Required action
Determine which lines of the records include the word "progress", and copy them.

Provided entries START

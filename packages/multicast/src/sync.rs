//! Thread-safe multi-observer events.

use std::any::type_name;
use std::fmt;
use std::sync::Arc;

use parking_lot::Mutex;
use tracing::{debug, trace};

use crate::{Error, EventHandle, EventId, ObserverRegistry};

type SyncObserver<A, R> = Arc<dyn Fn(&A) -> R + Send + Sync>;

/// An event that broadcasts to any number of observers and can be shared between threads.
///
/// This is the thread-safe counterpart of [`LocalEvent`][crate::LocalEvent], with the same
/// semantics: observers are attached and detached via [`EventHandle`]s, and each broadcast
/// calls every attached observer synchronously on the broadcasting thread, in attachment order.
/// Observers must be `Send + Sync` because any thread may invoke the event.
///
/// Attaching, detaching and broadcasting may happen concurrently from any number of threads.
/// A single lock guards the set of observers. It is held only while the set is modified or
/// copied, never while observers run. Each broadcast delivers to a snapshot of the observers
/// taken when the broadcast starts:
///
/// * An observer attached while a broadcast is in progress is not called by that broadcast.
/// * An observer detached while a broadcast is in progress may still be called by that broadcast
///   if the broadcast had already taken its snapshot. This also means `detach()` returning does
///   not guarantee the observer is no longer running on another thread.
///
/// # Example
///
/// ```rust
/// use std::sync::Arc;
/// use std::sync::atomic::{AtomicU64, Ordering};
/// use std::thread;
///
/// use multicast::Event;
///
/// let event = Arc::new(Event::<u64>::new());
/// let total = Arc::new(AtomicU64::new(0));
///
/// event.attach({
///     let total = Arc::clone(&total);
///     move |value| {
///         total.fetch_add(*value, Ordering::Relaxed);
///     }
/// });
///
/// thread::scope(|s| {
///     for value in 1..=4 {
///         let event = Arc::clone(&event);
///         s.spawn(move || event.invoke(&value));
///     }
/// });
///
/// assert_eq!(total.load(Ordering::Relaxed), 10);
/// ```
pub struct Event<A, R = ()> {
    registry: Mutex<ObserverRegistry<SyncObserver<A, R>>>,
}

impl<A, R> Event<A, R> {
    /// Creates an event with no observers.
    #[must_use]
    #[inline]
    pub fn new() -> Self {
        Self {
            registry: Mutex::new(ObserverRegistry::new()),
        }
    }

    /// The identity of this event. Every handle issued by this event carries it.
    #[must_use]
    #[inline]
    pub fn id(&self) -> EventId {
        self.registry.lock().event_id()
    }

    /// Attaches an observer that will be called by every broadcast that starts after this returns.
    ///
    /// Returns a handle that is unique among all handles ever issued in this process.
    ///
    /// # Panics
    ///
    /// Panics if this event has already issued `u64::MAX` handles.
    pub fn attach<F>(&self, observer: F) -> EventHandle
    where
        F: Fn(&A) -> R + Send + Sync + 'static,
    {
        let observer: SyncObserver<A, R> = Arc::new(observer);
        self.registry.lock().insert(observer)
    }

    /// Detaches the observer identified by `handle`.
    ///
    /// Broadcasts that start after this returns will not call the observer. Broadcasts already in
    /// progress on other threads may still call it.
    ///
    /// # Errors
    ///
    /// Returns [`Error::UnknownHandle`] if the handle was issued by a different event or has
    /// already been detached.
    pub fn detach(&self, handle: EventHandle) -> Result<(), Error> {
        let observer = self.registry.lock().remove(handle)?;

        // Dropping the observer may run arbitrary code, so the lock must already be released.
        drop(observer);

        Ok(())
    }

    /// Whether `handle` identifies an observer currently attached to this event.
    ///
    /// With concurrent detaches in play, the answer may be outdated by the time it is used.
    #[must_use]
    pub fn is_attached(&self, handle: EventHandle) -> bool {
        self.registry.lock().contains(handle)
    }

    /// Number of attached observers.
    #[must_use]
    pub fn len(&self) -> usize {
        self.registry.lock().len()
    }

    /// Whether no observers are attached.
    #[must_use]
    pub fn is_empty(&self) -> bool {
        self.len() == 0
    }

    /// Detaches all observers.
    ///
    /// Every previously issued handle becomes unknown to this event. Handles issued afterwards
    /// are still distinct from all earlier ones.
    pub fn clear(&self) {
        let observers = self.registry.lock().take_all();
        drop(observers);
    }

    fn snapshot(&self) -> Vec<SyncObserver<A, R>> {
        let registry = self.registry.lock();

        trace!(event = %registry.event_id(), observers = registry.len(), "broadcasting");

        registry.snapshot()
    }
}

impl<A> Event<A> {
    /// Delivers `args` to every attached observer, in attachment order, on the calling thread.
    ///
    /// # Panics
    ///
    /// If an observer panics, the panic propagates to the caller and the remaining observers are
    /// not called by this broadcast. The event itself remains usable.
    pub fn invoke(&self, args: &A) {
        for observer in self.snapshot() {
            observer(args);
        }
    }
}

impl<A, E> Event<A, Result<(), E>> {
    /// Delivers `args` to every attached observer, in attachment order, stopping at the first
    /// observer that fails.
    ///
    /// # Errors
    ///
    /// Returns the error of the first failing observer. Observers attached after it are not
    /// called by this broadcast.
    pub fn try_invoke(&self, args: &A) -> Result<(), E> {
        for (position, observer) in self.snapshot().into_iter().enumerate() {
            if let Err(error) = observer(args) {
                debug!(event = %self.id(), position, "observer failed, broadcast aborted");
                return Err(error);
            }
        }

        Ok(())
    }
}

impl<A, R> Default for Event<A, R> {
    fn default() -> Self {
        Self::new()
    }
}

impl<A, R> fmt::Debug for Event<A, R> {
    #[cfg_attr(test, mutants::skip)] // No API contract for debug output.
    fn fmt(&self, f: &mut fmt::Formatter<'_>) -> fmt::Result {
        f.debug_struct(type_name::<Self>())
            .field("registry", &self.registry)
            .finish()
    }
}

Provided entries END
Provided entries START

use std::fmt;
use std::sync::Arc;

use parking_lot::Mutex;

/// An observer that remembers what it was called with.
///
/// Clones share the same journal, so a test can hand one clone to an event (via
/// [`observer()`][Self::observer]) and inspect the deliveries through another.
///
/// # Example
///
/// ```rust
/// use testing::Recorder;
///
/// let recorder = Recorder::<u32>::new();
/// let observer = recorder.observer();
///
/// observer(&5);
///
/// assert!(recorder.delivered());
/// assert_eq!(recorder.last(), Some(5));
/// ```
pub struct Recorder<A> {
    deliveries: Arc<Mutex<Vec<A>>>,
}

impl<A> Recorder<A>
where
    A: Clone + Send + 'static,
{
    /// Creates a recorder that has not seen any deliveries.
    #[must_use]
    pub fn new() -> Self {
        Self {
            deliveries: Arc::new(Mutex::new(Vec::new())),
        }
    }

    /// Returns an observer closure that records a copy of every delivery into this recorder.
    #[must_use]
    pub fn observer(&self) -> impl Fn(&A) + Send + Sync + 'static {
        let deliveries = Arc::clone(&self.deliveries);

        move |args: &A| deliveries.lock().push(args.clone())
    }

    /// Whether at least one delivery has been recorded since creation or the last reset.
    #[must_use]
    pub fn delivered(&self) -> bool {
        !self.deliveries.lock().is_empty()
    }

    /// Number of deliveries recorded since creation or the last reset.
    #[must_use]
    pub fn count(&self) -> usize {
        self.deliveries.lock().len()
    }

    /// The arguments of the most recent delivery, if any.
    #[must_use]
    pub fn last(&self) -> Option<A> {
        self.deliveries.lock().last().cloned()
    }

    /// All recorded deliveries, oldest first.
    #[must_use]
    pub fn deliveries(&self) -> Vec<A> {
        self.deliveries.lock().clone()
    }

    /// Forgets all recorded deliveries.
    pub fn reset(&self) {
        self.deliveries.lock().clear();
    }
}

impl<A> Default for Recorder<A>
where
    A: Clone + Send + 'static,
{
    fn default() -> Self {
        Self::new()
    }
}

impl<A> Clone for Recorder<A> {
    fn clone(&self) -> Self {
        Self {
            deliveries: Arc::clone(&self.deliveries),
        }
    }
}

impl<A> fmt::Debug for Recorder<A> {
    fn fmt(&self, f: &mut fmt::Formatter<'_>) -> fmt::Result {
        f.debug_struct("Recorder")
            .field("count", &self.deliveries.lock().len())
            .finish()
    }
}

Provided entries END

Expected answer
/// * An observer attached while a broadcast is in progress is not called by that broadcast.
/// * An observer detached while a broadcast is in progress may still be called by that broadcast
    /// progress on other threads may still call it.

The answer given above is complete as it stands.